Should I have my own packing shed?

This is a personal and financial decision. If there is a contract packing shed in the district, you can save capital investment and have more time for other farm operations.

How do I register my packing shed?

Mango packing sheds must be registered only if the fruit is exported or sold in certain other states. Contact the Australian Quarantine and Inspection Service for export information or the Department of Employment, Economic Development and Innovation in Queensland for Interstate Certification Assurance to allow you to send your fruit interstate.

Should I artificially ripen mangoes?

Mangoes are generally harvested in a mature, but still firm, green state. Ethylene gas can be used to trigger ripening of fruit, bringing on uniform colouring and ripening. The results of gassing will depend on critical temperature management during and after ethylene treatment. You should decide whether to gas fruit in consultation with your agent/wholesaler because ripened fruit has a shorter storage life and will need to move quickly through the market chain.

Do mangoes need refrigeration?

Fruit should be cooled within 48 hours of harvest to prolong storage life, maximise fruit quality and improve colour development. Uncooled fruit tends to ripen irregularly and is more prone to post-harvest diseases.

What temperature should mangoes be stored at?
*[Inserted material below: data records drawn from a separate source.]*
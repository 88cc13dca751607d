// Copyright 2025 The Ember Authors.
//
// Use of this source code is governed by a BSD 3-clause
// license that can be found in the LICENSE file.

//! Implements the priority scheduler for threads.
//!
//! ## The ready list
//!
//! Runnable threads that are not executing wait on a single ready list,
//! kept sorted by descending priority. Equal priorities are ordered by
//! how they arrived: ordinary arrivals ([`insert_ready_round_robin`]) go
//! to the end of their run of equals, so equal-priority threads share the
//! CPU round-robin, while a thread that was preempted by a priority
//! change ([`insert_ready_preempted`]) keeps its place at the head of its
//! new run.
//!
//! ## Switching
//!
//! [`schedule`] picks the front of the ready list (or the idle thread if
//! the list is empty) and switches to it. The second half of every
//! switch, [`schedule_tail`], runs on the *new* thread's stack: it marks
//! the new thread running, starts a fresh time slice, activates the
//! thread's address space, and destroys the previous thread if it was
//! dying. A brand-new thread runs `schedule_tail` from its entry
//! trampoline instead, completing the switch that started it.

use crate::multitasking::cpu_local;
use crate::multitasking::thread::{switch, Thread, ThreadState};
use alloc::sync::Arc;
use core::sync::atomic::{AtomicU32, Ordering};
use interrupts::Level;
use list::List;

/// The number of timer ticks each thread may hold the CPU
/// before the tick handler requests a yield.
///
pub(super) const TIME_SLICE: u32 = 4;

/// Ticks since the running thread was scheduled. Reset by
/// [`schedule_tail`] at every switch.
///
static TICKS_SINCE_YIELD: AtomicU32 = AtomicU32::new(0);

/// The ready list: runnable threads, highest priority first.
///
static READY_LIST: spin::Mutex<List<Arc<Thread>>> = spin::Mutex::new(List::new());

/// Holds the final handle to a dying thread between the
/// moment it is switched out and the moment the next thread
/// destroys it in [`schedule_tail`]. A dying thread must
/// never drop its own last handle: that would free the stack
/// it is still running on.
///
static REAPER: spin::Mutex<Option<Arc<Thread>>> = spin::Mutex::new(None);

/// Inserts `thread` at the end of its run of equal-priority
/// threads on the ready list.
///
/// Interrupts must be disabled.
///
pub(super) fn insert_ready_round_robin(thread: Arc<Thread>) {
    let mut ready = READY_LIST.lock();
    ready.insert_ordered(thread, |a, b| a.priority() > b.priority());
    debug_assert!(ready.is_sorted_by(|a, b| a.priority() >= b.priority()));
}

/// Inserts `thread` at the head of its run of equal-priority
/// threads on the ready list.
///
/// Interrupts must be disabled.
///
pub(super) fn insert_ready_preempted(thread: Arc<Thread>) {
    let mut ready = READY_LIST.lock();
    ready.insert_ordered(thread, |a, b| a.priority() >= b.priority());
    debug_assert!(ready.is_sorted_by(|a, b| a.priority() >= b.priority()));
}

/// Removes `thread` from the ready list, if present.
///
pub(super) fn remove_ready(thread: &Arc<Thread>) {
    READY_LIST
        .lock()
        .remove_first(|t| Arc::ptr_eq(t, thread));
}

/// Returns the priority of the thread at the head of the
/// ready list, if the list is non-empty.
///
pub(super) fn ready_head_priority() -> Option<i32> {
    READY_LIST.lock().front().map(|t| t.priority())
}

/// Returns the number of threads on the ready list.
///
pub(super) fn ready_count() -> usize {
    READY_LIST.lock().len()
}

/// Re-sorts the ready list by descending priority after the
/// MLFQ policy has recomputed priorities in place.
///
/// The sort is stable, so equal-priority threads keep their
/// round-robin order.
///
pub(super) fn sort_ready() {
    READY_LIST
        .lock()
        .sort_by(|a, b| b.priority().cmp(&a.priority()));
}

/// Counts one tick against the running thread's time slice,
/// returning whether the slice is exhausted.
///
pub(super) fn quantum_tick() -> bool {
    TICKS_SINCE_YIELD.fetch_add(1, Ordering::Relaxed) + 1 >= TIME_SLICE
}

/// Chooses the next thread to be scheduled: the front of the
/// ready list, or the idle thread if the list is empty. (If
/// the running thread can continue running, it is on the
/// ready list.)
///
fn next_to_run() -> Arc<Thread> {
    READY_LIST
        .lock()
        .pop_front()
        .unwrap_or_else(cpu_local::idle_thread)
}

/// Schedules out the current thread and switches to the next
/// runnable thread.
///
/// At entry, interrupts must be off and the running thread
/// must already have been moved out of the running state (to
/// ready, blocked, or dying). When the current thread is next
/// scheduled, `schedule` returns to its caller as usual; for
/// a dying thread it never returns.
///
pub(super) fn schedule() {
    assert_eq!(
        interrupts::level(),
        Level::Off,
        "schedule called with interrupts enabled"
    );

    let current = cpu_local::current_thread();
    assert_ne!(current.status(), ThreadState::Running);
    assert!(
        current.overflow_free(),
        "thread {} ({}) has overflowed its stack",
        current.id().as_u64(),
        current.name()
    );

    let next = next_to_run();
    if Arc::ptr_eq(&current, &next) {
        // We're already the right thread; just complete the
        // switch in place.
        drop(next);
        drop(current);
        schedule_tail();
        return;
    }

    let current_sp = current.stack_pointer.get();
    let next_sp = next.stack_pointer.get();
    let dying = current.status() == ThreadState::Dying;

    let previous = cpu_local::set_current_thread(next)
        .expect("scheduling with no current thread");

    // A dying thread's final handle is parked in the reaper
    // slot for the next thread to destroy. Everything else is
    // kept alive by the registry, so the local handles can be
    // dropped here: after switch_stack nothing on this stack
    // may own anything.
    if dying {
        *REAPER.lock() = Some(previous);
    } else {
        drop(previous);
    }
    drop(current);

    unsafe { switch::switch_stack(current_sp, next_sp) };

    // We've been switched back in; finish that switch.
    schedule_tail();
}

/// Completes a thread switch on the new thread's stack.
///
/// Marks the new thread running, starts its time slice,
/// activates its address space, and destroys the previous
/// thread if it was dying. Invoked by [`schedule`] after
/// `switch_stack` returns; the first time a thread runs, its
/// entry trampoline invokes it instead.
///
pub(super) fn schedule_tail() {
    assert_eq!(
        interrupts::level(),
        Level::Off,
        "schedule_tail called with interrupts enabled"
    );

    let current = cpu_local::current_thread();

    // Mark us as running and start a new time slice.
    current.status.store(ThreadState::Running);
    TICKS_SINCE_YIELD.store(0, Ordering::Relaxed);

    // Activate the new address space, if there is one.
    if let Some(space) = &current.address_space {
        space.activate();
    }

    // If the thread we switched from is dying, destroy it.
    // This must happen here, on the new stack, so that exit
    // doesn't pull the rug out from under itself.
    if let Some(previous) = REAPER.lock().take() {
        debug_assert!(!Arc::ptr_eq(&previous, &current));
        debug_assert_eq!(previous.status(), ThreadState::Dying);
        drop(previous);
    }
}

/// Implements the idle thread.
///
/// The idle thread is scheduled once at startup, at which
/// point it registers itself, signals `started` so
/// [`start`](super::start) can continue, and immediately
/// blocks. After that it never appears on the ready list;
/// [`next_to_run`] returns it as a special case when the
/// ready list is empty. Whenever it runs it blocks again
/// straight away, then halts until the next timer interrupt.
///
pub(super) fn idle_loop(started: &crate::multitasking::sync::Semaphore) {
    cpu_local::set_idle_thread(super::current());
    started.up();

    loop {
        // Let someone else run.
        interrupts::disable();
        super::block();

        // Re-enable interrupts and wait for the next one. In
        // virtual time the next timer interrupt is exactly one
        // tick away, so the halt delivers it.
        crate::time::halt();
    }
}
Mangoes ripen evenly between 18 and 22°C. Hard, green mangoes can be stored at 13°C until they start to ripen, and ripe fruit can be cooled to 5°C for about four days.

Do I need to dip mangoes?

Fruit sold to areas free of fruit fly must be treated according to the fruit fly certification agreement in place for that destination. This will include dipping or a post-harvest spray with an insecticide in addition to your pre-harvest fruit fly control program. Treatment for post-harvest diseases is recommended, though not compulsory.